PROMPT
Every line below between the one holding "pub fn tags(&self)" and the one holding "impl FromStr for OutputFormat", inclusive, should be copied exactly, and no other line.

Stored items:
== Segment start ==

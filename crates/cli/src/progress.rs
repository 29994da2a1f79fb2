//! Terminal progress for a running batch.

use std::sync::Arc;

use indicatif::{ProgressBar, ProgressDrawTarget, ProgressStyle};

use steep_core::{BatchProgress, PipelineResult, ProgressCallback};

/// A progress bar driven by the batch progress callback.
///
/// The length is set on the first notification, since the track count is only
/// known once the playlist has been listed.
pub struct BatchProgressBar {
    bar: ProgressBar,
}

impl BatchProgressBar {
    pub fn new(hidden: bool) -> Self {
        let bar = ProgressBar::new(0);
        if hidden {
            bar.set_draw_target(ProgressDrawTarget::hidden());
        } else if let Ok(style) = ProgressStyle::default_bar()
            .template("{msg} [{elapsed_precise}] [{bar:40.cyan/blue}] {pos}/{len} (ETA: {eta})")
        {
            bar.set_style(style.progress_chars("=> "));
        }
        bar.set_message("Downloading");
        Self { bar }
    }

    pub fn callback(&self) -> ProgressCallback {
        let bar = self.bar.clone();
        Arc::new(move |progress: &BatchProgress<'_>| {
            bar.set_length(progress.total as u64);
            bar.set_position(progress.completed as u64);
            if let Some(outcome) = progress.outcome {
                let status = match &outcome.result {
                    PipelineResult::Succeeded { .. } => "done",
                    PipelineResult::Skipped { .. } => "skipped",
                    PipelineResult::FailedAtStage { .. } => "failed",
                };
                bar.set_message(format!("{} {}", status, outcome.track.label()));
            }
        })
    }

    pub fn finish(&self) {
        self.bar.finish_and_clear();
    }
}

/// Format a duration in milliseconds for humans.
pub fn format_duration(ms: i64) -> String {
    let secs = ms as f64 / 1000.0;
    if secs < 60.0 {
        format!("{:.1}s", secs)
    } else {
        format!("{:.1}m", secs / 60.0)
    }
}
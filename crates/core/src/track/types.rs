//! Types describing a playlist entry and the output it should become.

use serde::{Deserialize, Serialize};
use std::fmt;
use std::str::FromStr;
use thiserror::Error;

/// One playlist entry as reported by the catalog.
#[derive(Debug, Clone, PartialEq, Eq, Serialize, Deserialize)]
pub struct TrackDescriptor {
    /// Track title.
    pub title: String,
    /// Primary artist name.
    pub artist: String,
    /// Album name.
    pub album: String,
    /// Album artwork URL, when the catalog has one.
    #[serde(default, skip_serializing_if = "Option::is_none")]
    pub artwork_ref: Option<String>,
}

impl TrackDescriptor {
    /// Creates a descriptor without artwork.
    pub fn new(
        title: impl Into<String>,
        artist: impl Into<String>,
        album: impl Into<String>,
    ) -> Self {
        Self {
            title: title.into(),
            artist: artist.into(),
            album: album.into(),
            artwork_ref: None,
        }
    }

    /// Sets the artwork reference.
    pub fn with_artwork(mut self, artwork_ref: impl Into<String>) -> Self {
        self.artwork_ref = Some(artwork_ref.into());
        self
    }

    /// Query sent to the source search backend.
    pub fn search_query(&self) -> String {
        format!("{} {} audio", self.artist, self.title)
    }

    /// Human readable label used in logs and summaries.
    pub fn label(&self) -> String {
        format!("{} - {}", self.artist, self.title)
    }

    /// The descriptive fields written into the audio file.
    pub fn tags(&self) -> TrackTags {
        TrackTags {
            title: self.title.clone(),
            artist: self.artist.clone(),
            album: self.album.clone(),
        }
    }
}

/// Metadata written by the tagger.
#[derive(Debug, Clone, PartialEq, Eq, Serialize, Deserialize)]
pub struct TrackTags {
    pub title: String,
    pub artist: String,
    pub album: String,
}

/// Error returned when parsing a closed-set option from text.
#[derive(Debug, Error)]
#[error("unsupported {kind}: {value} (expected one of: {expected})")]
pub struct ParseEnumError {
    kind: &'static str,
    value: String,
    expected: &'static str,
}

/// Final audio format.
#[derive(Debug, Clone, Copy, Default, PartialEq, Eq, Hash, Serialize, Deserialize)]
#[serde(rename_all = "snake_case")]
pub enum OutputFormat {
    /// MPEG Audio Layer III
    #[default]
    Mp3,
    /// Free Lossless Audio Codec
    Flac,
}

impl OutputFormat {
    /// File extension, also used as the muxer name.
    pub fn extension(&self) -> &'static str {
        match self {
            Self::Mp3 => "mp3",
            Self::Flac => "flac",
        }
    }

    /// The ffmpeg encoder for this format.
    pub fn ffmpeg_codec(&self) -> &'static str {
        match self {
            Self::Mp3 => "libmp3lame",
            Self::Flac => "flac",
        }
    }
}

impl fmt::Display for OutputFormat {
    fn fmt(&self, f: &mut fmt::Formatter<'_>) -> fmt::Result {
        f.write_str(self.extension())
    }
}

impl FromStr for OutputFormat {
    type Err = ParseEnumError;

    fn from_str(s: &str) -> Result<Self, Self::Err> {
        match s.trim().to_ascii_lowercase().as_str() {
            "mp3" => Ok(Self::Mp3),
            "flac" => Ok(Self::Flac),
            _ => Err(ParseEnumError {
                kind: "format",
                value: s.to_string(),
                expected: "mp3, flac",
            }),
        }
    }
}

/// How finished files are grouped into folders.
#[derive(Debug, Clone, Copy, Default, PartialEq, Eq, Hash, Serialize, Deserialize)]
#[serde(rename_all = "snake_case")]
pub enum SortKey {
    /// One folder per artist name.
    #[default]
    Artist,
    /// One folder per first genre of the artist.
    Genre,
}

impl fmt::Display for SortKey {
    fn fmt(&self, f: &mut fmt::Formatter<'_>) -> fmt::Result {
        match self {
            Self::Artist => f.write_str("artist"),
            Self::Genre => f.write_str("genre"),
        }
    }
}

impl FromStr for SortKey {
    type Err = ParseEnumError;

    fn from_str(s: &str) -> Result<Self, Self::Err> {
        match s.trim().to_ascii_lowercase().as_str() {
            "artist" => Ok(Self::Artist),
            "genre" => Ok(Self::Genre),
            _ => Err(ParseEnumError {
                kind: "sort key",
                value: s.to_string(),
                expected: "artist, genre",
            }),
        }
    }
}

== Segment end ==
== Segment start ==

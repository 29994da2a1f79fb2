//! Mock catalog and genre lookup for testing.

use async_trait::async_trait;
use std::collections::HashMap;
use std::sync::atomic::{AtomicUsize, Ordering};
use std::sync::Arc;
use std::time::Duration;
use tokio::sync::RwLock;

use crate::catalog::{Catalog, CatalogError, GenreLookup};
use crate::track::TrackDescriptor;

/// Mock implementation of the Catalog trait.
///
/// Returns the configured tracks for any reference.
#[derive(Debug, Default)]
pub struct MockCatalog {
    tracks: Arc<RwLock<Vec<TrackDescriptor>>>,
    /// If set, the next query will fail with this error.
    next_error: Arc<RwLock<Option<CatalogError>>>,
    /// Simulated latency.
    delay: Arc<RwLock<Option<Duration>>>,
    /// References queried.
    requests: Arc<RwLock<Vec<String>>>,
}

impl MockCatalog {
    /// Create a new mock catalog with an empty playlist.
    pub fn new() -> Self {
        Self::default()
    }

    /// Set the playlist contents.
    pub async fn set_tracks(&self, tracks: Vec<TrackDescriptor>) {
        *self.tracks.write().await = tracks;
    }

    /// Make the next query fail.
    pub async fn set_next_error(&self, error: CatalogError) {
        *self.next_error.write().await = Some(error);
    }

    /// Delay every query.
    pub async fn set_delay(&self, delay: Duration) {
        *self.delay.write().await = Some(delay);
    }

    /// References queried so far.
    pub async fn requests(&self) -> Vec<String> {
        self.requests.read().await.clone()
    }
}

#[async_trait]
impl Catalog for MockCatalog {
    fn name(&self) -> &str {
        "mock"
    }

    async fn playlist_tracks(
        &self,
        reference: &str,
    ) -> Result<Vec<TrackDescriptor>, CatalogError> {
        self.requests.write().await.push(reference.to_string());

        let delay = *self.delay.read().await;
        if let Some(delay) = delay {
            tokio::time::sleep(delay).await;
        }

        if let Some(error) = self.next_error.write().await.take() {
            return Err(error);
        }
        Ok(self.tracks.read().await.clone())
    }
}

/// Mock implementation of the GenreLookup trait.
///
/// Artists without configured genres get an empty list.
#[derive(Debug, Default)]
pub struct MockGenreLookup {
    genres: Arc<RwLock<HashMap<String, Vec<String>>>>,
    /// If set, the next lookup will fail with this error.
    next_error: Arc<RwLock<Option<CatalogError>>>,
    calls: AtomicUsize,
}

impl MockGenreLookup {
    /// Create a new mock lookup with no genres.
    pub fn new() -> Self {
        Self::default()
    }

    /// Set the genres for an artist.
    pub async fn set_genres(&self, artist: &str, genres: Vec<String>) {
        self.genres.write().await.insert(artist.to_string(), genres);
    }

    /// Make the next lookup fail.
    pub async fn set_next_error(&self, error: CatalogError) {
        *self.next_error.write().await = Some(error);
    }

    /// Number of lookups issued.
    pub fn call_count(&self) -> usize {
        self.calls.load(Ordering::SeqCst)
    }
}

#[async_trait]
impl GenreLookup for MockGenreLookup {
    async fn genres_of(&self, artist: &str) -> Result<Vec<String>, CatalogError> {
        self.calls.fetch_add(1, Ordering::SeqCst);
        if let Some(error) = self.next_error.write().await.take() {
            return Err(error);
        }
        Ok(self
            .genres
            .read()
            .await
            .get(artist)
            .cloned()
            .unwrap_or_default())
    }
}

== Segment end ==

RESULT BELOW
    pub fn tags(&self) -> TrackTags {
        TrackTags {
            title: self.title.clone(),
            artist: self.artist.clone(),
            album: self.album.clone(),
        }
    }
}

/// Metadata written by the tagger.
#[derive(Debug, Clone, PartialEq, Eq, Serialize, Deserialize)]
pub struct TrackTags {
    pub title: String,
    pub artist: String,
    pub album: String,
}

/// Error returned when parsing a closed-set option from text.
#[derive(Debug, Error)]
#[error("unsupported {kind}: {value} (expected one of: {expected})")]
pub struct ParseEnumError {
    kind: &'static str,
    value: String,
    expected: &'static str,
}

/// Final audio format.
#[derive(Debug, Clone, Copy, Default, PartialEq, Eq, Hash, Serialize, Deserialize)]
#[serde(rename_all = "snake_case")]
pub enum OutputFormat {
    /// MPEG Audio Layer III
    #[default]
    Mp3,
    /// Free Lossless Audio Codec
    Flac,
}

impl OutputFormat {
    /// File extension, also used as the muxer name.
    pub fn extension(&self) -> &'static str {
        match self {
            Self::Mp3 => "mp3",
            Self::Flac => "flac",
        }
    }

    /// The ffmpeg encoder for this format.
    pub fn ffmpeg_codec(&self) -> &'static str {
        match self {
            Self::Mp3 => "libmp3lame",
            Self::Flac => "flac",
        }
    }
}

impl fmt::Display for OutputFormat {
    fn fmt(&self, f: &mut fmt::Formatter<'_>) -> fmt::Result {
        f.write_str(self.extension())
    }
}

impl FromStr for OutputFormat {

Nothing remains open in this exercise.